On a entendu quelqu’un qui se veut être politique parler de voyage. Pour lui, le plus grand voyageur, c’est l’électricité, qui est toujours partie et qui revient. Il a ajouté l’eau. Il y a d’autres entités qui voyagent, physiques ou virtuelles, voire spirituelles. Certains voyagent pour découvrir le monde; d’autres voyagent à la découverte de la connaissance. D’autres encore, comme Diogène de Sinope, voyage à la recherche de l’Homme.
Bien évidemment, l’électricité et l’eau ne voyagent ni pour découvrir le monde, ni pour la connaissance. Mais, leurs voyagent nous renseignent sur l’homme. Ce sont ces voyages, comme celui de Diogène, qui nous renseigne sur les faiblesses des êtres humains, sur leur insouciance, leurs vices et leurs inaptitudes. Parce que lorsque l’eau et l’électricité vont et viennent, on peut dire que c’est leurs «corps» qui voyagent. Mais, l’identité de leur essence reste, à savoir, produits aléatoires de mauvaise qualité, dispensés par une gestion aléatoire du service public.
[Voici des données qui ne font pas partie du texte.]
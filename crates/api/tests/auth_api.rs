//! Registration, login and role enforcement over HTTP.

mod common;

use axum::http::StatusCode;
use serde_json::json;
use sqlx::PgPool;

use common::{
    body_json, build_test_app, create_user, delete_auth, get, get_auth, login_as, post_json,
    post_json_auth, put_json_auth, TEST_PASSWORD,
};

// ---------------------------------------------------------------------------
// Register / login
// ---------------------------------------------------------------------------

/// Registration defaults the role to viewer and never echoes the hash.
#[sqlx::test(migrations = "../../db/migrations")]
async fn register_creates_viewer(pool: PgPool) {
    let app = build_test_app(pool);
    let body = json!({ "name": "Ana", "email": "ana@example.com", "password": "secret123" });

    let response = post_json(app, "/api/auth/register", body).await;
    assert_eq!(response.status(), StatusCode::CREATED);

    let json = body_json(response).await;
    assert_eq!(json["email"], "ana@example.com");
    assert_eq!(json["role"], "viewer");
    assert!(json.get("password_hash").is_none());
}

#[sqlx::test(migrations = "../../db/migrations")]
async fn register_duplicate_email_is_conflict(pool: PgPool) {
    let app = build_test_app(pool);
    let body = json!({ "name": "Ana", "email": "ana@example.com", "password": "secret123" });

    let first = post_json(app.clone(), "/api/auth/register", body.clone()).await;
    assert_eq!(first.status(), StatusCode::CREATED);

    let second = post_json(app, "/api/auth/register", body).await;
    assert_eq!(second.status(), StatusCode::CONFLICT);
    assert_eq!(body_json(second).await["code"], "CONFLICT");
}

#[sqlx::test(migrations = "../../db/migrations")]
async fn register_rejects_short_password_and_bad_role(pool: PgPool) {
    let app = build_test_app(pool);

    let short = json!({ "name": "Ana", "email": "ana@example.com", "password": "abc" });
    let response = post_json(app.clone(), "/api/auth/register", short).await;
    assert_eq!(response.status(), StatusCode::BAD_REQUEST);
    assert_eq!(body_json(response).await["code"], "VALIDATION_ERROR");

    let bad_role = json!({
        "name": "Ana",
        "email": "ana@example.com",
        "password": "secret123",
        "role": "superuser"
    });
    let response = post_json(app, "/api/auth/register", bad_role).await;
    assert_eq!(response.status(), StatusCode::BAD_REQUEST);
}

/// Self-registration cannot grant elevated roles.
#[sqlx::test(migrations = "../../db/migrations")]
async fn register_cannot_choose_admin(pool: PgPool) {
    let app = build_test_app(pool);
    let body = json!({
        "name": "Eve",
        "email": "eve@example.com",
        "password": "secret123",
        "role": "admin"
    });

    let response = post_json(app.clone(), "/api/auth/register", body).await;
    assert_eq!(response.status(), StatusCode::FORBIDDEN);

    // Nothing was created.
    let response = post_json(
        app,
        "/api/auth/login",
        json!({ "email": "eve@example.com", "password": "secret123" }),
    )
    .await;
    assert_eq!(response.status(), StatusCode::UNAUTHORIZED);
}

/// A successful login returns a token usable on protected routes.
#[sqlx::test(migrations = "../../db/migrations")]
async fn login_returns_working_token(pool: PgPool) {
    let user = create_user(&pool, "Bruno", "analyst").await;
    let app = build_test_app(pool);

    let response = post_json(
        app.clone(),
        "/api/auth/login",
        json!({ "email": user.email, "password": TEST_PASSWORD }),
    )
    .await;
    assert_eq!(response.status(), StatusCode::OK);

    let json = body_json(response).await;
    assert_eq!(json["user"]["name"], "Bruno");
    assert_eq!(json["user"]["role"], "analyst");
    assert_eq!(json["expires_in"], 12 * 3600);

    let token = json["token"].as_str().unwrap();
    let response = get_auth(app, "/api/institutions", token).await;
    assert_eq!(response.status(), StatusCode::OK);
}

#[sqlx::test(migrations = "../../db/migrations")]
async fn login_with_bad_credentials_is_401(pool: PgPool) {
    let user = create_user(&pool, "Carla", "viewer").await;
    let app = build_test_app(pool);

    let wrong_password = post_json(
        app.clone(),
        "/api/auth/login",
        json!({ "email": user.email, "password": "wrong-password" }),
    )
    .await;
    assert_eq!(wrong_password.status(), StatusCode::UNAUTHORIZED);
    let wrong_password = body_json(wrong_password).await;

    let unknown = post_json(
        app,
        "/api/auth/login",
        json!({ "email": "nobody@test.com", "password": TEST_PASSWORD }),
    )
    .await;
    assert_eq!(unknown.status(), StatusCode::UNAUTHORIZED);

    // Same message either way.
    assert_eq!(wrong_password["error"], body_json(unknown).await["error"]);
}

// ---------------------------------------------------------------------------
// Authentication and roles
// ---------------------------------------------------------------------------

#[sqlx::test(migrations = "../../db/migrations")]
async fn protected_route_without_token_is_401(pool: PgPool) {
    let app = build_test_app(pool);

    let response = get(app.clone(), "/api/measurements").await;
    assert_eq!(response.status(), StatusCode::UNAUTHORIZED);
    let json = body_json(response).await;
    assert_eq!(json["code"], "UNAUTHORIZED");
    assert!(json["error"].is_string());

    let response = get_auth(app, "/api/measurements", "not-a-jwt").await;
    assert_eq!(response.status(), StatusCode::UNAUTHORIZED);
}

#[sqlx::test(migrations = "../../db/migrations")]
async fn user_management_requires_admin(pool: PgPool) {
    let viewer = login_as(&pool, "Viewer", "viewer").await;
    let app = build_test_app(pool);

    // Listing is open to any authenticated user.
    let response = get_auth(app.clone(), "/api/users", &viewer).await;
    assert_eq!(response.status(), StatusCode::OK);

    let body = json!({ "name": "X", "email": "x@test.com", "password": "secret123" });
    let response = post_json_auth(app, "/api/users", body, &viewer).await;
    assert_eq!(response.status(), StatusCode::FORBIDDEN);
    assert_eq!(body_json(response).await["code"], "FORBIDDEN");
}

/// Admin creates, edits and removes an account.
#[sqlx::test(migrations = "../../db/migrations")]
async fn admin_manages_users(pool: PgPool) {
    let admin = login_as(&pool, "Admin", "admin").await;
    let app = build_test_app(pool);

    let body = json!({
        "name": "Diego",
        "email": "diego@test.com",
        "password": "secret123",
        "role": "analyst"
    });
    let response = post_json_auth(app.clone(), "/api/users", body, &admin).await;
    assert_eq!(response.status(), StatusCode::CREATED);
    let id = body_json(response).await["id"].as_i64().unwrap();

    let response = put_json_auth(
        app.clone(),
        &format!("/api/users/{id}"),
        json!({ "role": "viewer", "password": "newpass123" }),
        &admin,
    )
    .await;
    assert_eq!(response.status(), StatusCode::OK);
    let json = body_json(response).await;
    assert_eq!(json["role"], "viewer");
    assert_eq!(json["name"], "Diego");

    // The new password works.
    let response = post_json(
        app.clone(),
        "/api/auth/login",
        json!({ "email": "diego@test.com", "password": "newpass123" }),
    )
    .await;
    assert_eq!(response.status(), StatusCode::OK);

    let response = delete_auth(app.clone(), &format!("/api/users/{id}"), &admin).await;
    assert_eq!(response.status(), StatusCode::NO_CONTENT);

    let response = get_auth(app, "/api/users", &admin).await;
    let items = body_json(response).await["items"].as_array().unwrap().clone();
    assert!(items.iter().all(|u| u["id"] != id));
}

/// Updates go through the same name and email rules as account creation.
#[sqlx::test(migrations = "../../db/migrations")]
async fn admin_update_validates_fields(pool: PgPool) {
    let admin = login_as(&pool, "Admin", "admin").await;
    let target = create_user(&pool, "Fabio", "viewer").await;
    let app = build_test_app(pool);
    let uri = format!("/api/users/{}", target.id);

    for body in [
        json!({ "email": "not-an-email" }),
        json!({ "email": "" }),
        json!({ "name": "   " }),
        json!({ "password": "abc" }),
    ] {
        let response = put_json_auth(app.clone(), &uri, body, &admin).await;
        assert_eq!(response.status(), StatusCode::BAD_REQUEST);
        assert_eq!(body_json(response).await["code"], "VALIDATION_ERROR");
    }

    // The rejected updates left the account usable.
    let response = post_json(
        app.clone(),
        "/api/auth/login",
        json!({ "email": target.email, "password": TEST_PASSWORD }),
    )
    .await;
    assert_eq!(response.status(), StatusCode::OK);

    let response = put_json_auth(
        app,
        &uri,
        json!({ "email": "  fabio.novo@test.com " }),
        &admin,
    )
    .await;
    assert_eq!(response.status(), StatusCode::OK);
    assert_eq!(body_json(response).await["email"], "fabio.novo@test.com");
}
Dans la vie, voyager, c’est aussi une manière de créer une rupture avec l’ordre existant, avec le train-train habituel, pour renaître dans une nouvelle clarté. Le problème avec les voyages de l’eau et de l’électricité, c’est qu’elles reviennent de leurs voyages pires qu’elles n’étaient: aucun changement qualitatif; aucun changement quantitatif. Et les éphémères n’ont que les voyages de leurs lamentations à contempler à longueur de journées.
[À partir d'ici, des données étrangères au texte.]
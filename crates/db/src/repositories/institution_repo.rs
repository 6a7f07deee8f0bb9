//! Repository for the `institutions` table.

use airwatch_core::types::DbId;
use sqlx::PgPool;

use crate::models::institution::{CreateInstitution, Institution, UpdateInstitution};

const COLUMNS: &str = "id, name, created_at, updated_at";

pub struct InstitutionRepo;

impl InstitutionRepo {
    pub async fn create(
        pool: &PgPool,
        input: &CreateInstitution,
    ) -> Result<Institution, sqlx::Error> {
        let query = format!("INSERT INTO institutions (name) VALUES ($1) RETURNING {COLUMNS}");
        sqlx::query_as::<_, Institution>(&query)
            .bind(&input.name)
            .fetch_one(pool)
            .await
    }

    pub async fn find_by_id(pool: &PgPool, id: DbId) -> Result<Option<Institution>, sqlx::Error> {
        let query = format!("SELECT {COLUMNS} FROM institutions WHERE id = $1");
        sqlx::query_as::<_, Institution>(&query)
            .bind(id)
            .fetch_optional(pool)
            .await
    }

    pub async fn find_by_name(
        pool: &PgPool,
        name: &str,
    ) -> Result<Option<Institution>, sqlx::Error> {
        let query = format!("SELECT {COLUMNS} FROM institutions WHERE name = $1");
        sqlx::query_as::<_, Institution>(&query)
            .bind(name)
            .fetch_optional(pool)
            .await
    }

    /// List all institutions alphabetically.
    pub async fn list(pool: &PgPool) -> Result<Vec<Institution>, sqlx::Error> {
        let query = format!("SELECT {COLUMNS} FROM institutions ORDER BY name ASC");
        sqlx::query_as::<_, Institution>(&query).fetch_all(pool).await
    }

    /// Returns `None` if no row with the given `id` exists.
    pub async fn update(
        pool: &PgPool,
        id: DbId,
        input: &UpdateInstitution,
    ) -> Result<Option<Institution>, sqlx::Error> {
        let query = format!(
            "UPDATE institutions SET name = COALESCE($2, name)
             WHERE id = $1
             RETURNING {COLUMNS}"
        );
        sqlx::query_as::<_, Institution>(&query)
            .bind(id)
            .bind(&input.name)
            .fetch_optional(pool)
            .await
    }

    /// Delete an institution. Sectors and measurements reference it with
    /// `ON DELETE RESTRICT`, so this fails while any remain.
    pub async fn delete(pool: &PgPool, id: DbId) -> Result<bool, sqlx::Error> {
        let result = sqlx::query("DELETE FROM institutions WHERE id = $1")
            .bind(id)
            .execute(pool)
            .await?;
        Ok(result.rows_affected() > 0)
    }
}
Faute d’éclairage public ou, plutôt, d’éclairage politique, c’est avec des lampes, comme Diogène, que les éphémères cherchent l’homme capable de réorienter les voyages de l’eau et de l’électricité vers les robinets et les luminaires. Parce que là où il y a l’eau et l’énergie, il y a l’activité, il y a la vie; parce que l’eau et l’énergie rythment les activités quotidiennes du genre humain. Priver le genre humain de l’eau et de l’électricité est une faute politique; parce que, à en croire Jean Goubert, «aujourd’hui, l’eau et l’énergie sont sorties du cadre technique, pour embrasser le champ du politique, de la citoyenneté, de l’avenir de la planète et de la gouvernance».